Personalizing Your B2B Website to Your Visitors

The personalization trend is evolving and has infiltrated the way brands market to their customers and prospects. For the past decade or so, personalization has been making inroads into marketing, particularly from an outbound perspective. Fueled by technology and big data, brands began to understand more about customers, and their preferences and actions, and applied the knowledge to email marketing and advertising to more precisely target and message to individuals and segments of individuals versus the masses.

Now we’re seeing personalization move to inbound experiences that customize a visitor’s website experience. If you spend any time on the sites of big online retailers like Amazon or Zappos, you’re accustomed to seeing web content that suits your preferences. By tracking where you’re navigating and your interest in certain products, they’re able to create a profile to serve you content based on your past actions to create a more relevant site experience.

With that said, we haven’t seen a lot of this customization from business-to-business brands on their sites. As personalization technology and tools become more readily available, business-to-business companies have the opportunity to personalize experiences for their customers and prospects. This is especially intriguing for companies that sell a range of products and services to unique vertical markets. Instead of delivering broad site content across specific markets, these companies can serve content, images, messages and promotions that are specific to the incoming visitor’s vertical market only. By using third-party tools that leverage reverse IP lookup databases, along with other data layers, website visitors for business products and services can begin to experience the same personalization as traditional retail sites.

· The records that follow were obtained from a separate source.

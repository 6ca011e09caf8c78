//! Domain types shared by every lmhost component.

mod install;
mod model;
mod progress;
mod server;

pub use install::InstallOutcome;
pub use model::{ModelCapabilities, ModelDescriptor};
pub use progress::DownloadProgress;
pub use server::{ServerStatus, ServerTransition, TransitionError};
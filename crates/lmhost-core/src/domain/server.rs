//! Server lifecycle state machine.
//!
//! The supervisor never assigns a status directly; every change goes
//! through [`ServerStatus::apply`], which makes the set of legal moves
//! explicit and testable without spawning anything.

use serde::{Deserialize, Serialize};
use thiserror::Error;

/// Lifecycle status of the managed inference server.
#[derive(Debug, Clone, Copy, PartialEq, Eq, Hash, Default, Serialize, Deserialize)]
#[serde(rename_all = "lowercase")]
pub enum ServerStatus {
    #[default]
    Stopped,
    Starting,
    Running,
    Stopping,
}

/// Events that drive [`ServerStatus`] transitions.
#[derive(Debug, Clone, Copy, PartialEq, Eq)]
pub enum ServerTransition {
    /// A caller asked for a running server and no start is in flight.
    StartRequested,
    /// The liveness endpoint answered (spawned or adopted server).
    BecameReady,
    /// Startup gave up (timeout, spawn error, early exit).
    StartFailed,
    /// A caller asked to stop a running server.
    StopRequested,
    /// The stop sequence finished.
    StopCompleted,
    /// The OS reported that the owned process exited, or an adopted
    /// external server stopped answering.
    Exited { code: Option<i32> },
}

/// A transition that is not legal from the current status.
#[derive(Debug, Clone, Copy, PartialEq, Eq, Error)]
#[error("invalid server transition {transition:?} from {from:?}")]
pub struct TransitionError {
    pub from: ServerStatus,
    pub transition: ServerTransition,
}

impl ServerStatus {
    /// Compute the status that follows `transition`.
    ///
    /// `Exited` while starting or stopping leaves the status unchanged: the
    /// task that owns the start or stop sequence observes the exit and
    /// finishes the sequence itself. `Exited` while already stopped is a
    /// stale notification and is ignored.
    pub const fn apply(self, transition: ServerTransition) -> Result<Self, TransitionError> {
        use ServerStatus::{Running, Starting, Stopped, Stopping};
        use ServerTransition::{
            BecameReady, Exited, StartFailed, StartRequested, StopCompleted, StopRequested,
        };

        let next = match (self, transition) {
            (Stopped, StartRequested) => Starting,
            (Starting, BecameReady) => Running,
            (Starting, StartFailed) => Stopped,
            (Running, StopRequested) => Stopping,
            (Stopping, StopCompleted) => Stopped,
            (Running, Exited { .. }) => Stopped,
            (Starting | Stopping | Stopped, Exited { .. }) => self,
            (from, transition) => return Err(TransitionError { from, transition }),
        };
        Ok(next)
    }

    pub const fn is_running(self) -> bool {
        matches!(self, Self::Running)
    }
}

impl std::fmt::Display for ServerStatus {
    fn fmt(&self, f: &mut std::fmt::Formatter<'_>) -> std::fmt::Result {
        let label = match self {
            Self::Stopped => "stopped",
            Self::Starting => "starting",
            Self::Running => "running",
            Self::Stopping => "stopping",
        };
        f.write_str(label)
    }
}
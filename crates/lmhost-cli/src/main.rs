//! CLI entry point.

use clap::{CommandFactory, Parser};
use tracing_subscriber::EnvFilter;

use lmhost_cli::handlers::generate::GenerateArgs;
use lmhost_cli::{Cli, CliConfig, Commands, bootstrap, handlers};

fn init_tracing(verbose: bool) {
    let default = if verbose { "debug" } else { "info" };
    let filter = EnvFilter::try_from_default_env().unwrap_or_else(|_| EnvFilter::new(default));
    tracing_subscriber::fmt()
        .with_env_filter(filter)
        .with_writer(std::io::stderr)
        .init();
}

#[tokio::main]
async fn main() -> anyhow::Result<()> {
    dotenvy::dotenv().ok();

    let cli = Cli::parse();
    init_tracing(cli.verbose);

    let Some(command) = cli.command else {
        Cli::command().print_help()?;
        return Ok(());
    };

    let config = CliConfig::from_args(cli.port, cli.data_dir)?;
    let ctx = bootstrap(config);

    match command {
        Commands::Status => handlers::status::execute(&ctx).await?,
        Commands::List => handlers::list::execute(&ctx)?,
        Commands::Install { model } => handlers::install::execute(&ctx, &model).await?,
        Commands::Generate {
            prompt,
            model,
            stream,
            max_tokens,
            temperature,
        } => {
            let args = GenerateArgs {
                prompt,
                model,
                stream,
                max_tokens,
                temperature,
            };
            handlers::generate::execute(&ctx, args).await?;
        }
        Commands::Serve => handlers::serve::execute(&ctx).await?,
        Commands::Paths => handlers::paths::execute(&ctx)?,
    }

    Ok(())
}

Personalization by vertical market is only one way to customize content delivery on websites. Businesses can also personalize what visitors are served based on their demographics, location, time, device or behavior along with a slew of other factors. For example, if someone visits a site from a European country, the experience could reflect products/services that may be more applicable to that region or even have language adjustments based on that country. Or returning visitors to a site can be served specific content based on what they viewed in previous visits with more relevant messaging and suggested products. As big data expands, so do the opportunities and possibilities for more personalization.

In theory, site experience personalization sounds great to many of us. In practice, it takes a tremendous amount of commitment to make it a reality. That commitment comes in many forms. Bigger budgets are required to invest in the technology and tools to make it possible. Increased personalization means developing more content that is more specific to particular audiences. It requires additional time to test, measure and optimize site content against conversion points. Marketers need to consider and evaluate all of these in order to make customization successful.

Mass marketing is extinct. We’re already able to directly pinpoint audiences with paid media programs, social programs, direct marketing and other outbound marketing. Now, the opportunity exists to carry that experience through to an inbound website experience. Not just for consumer audiences but for business audiences as well. By delivering a more relevant and valuable website experience, site conversions go up and visitors are more satisfied.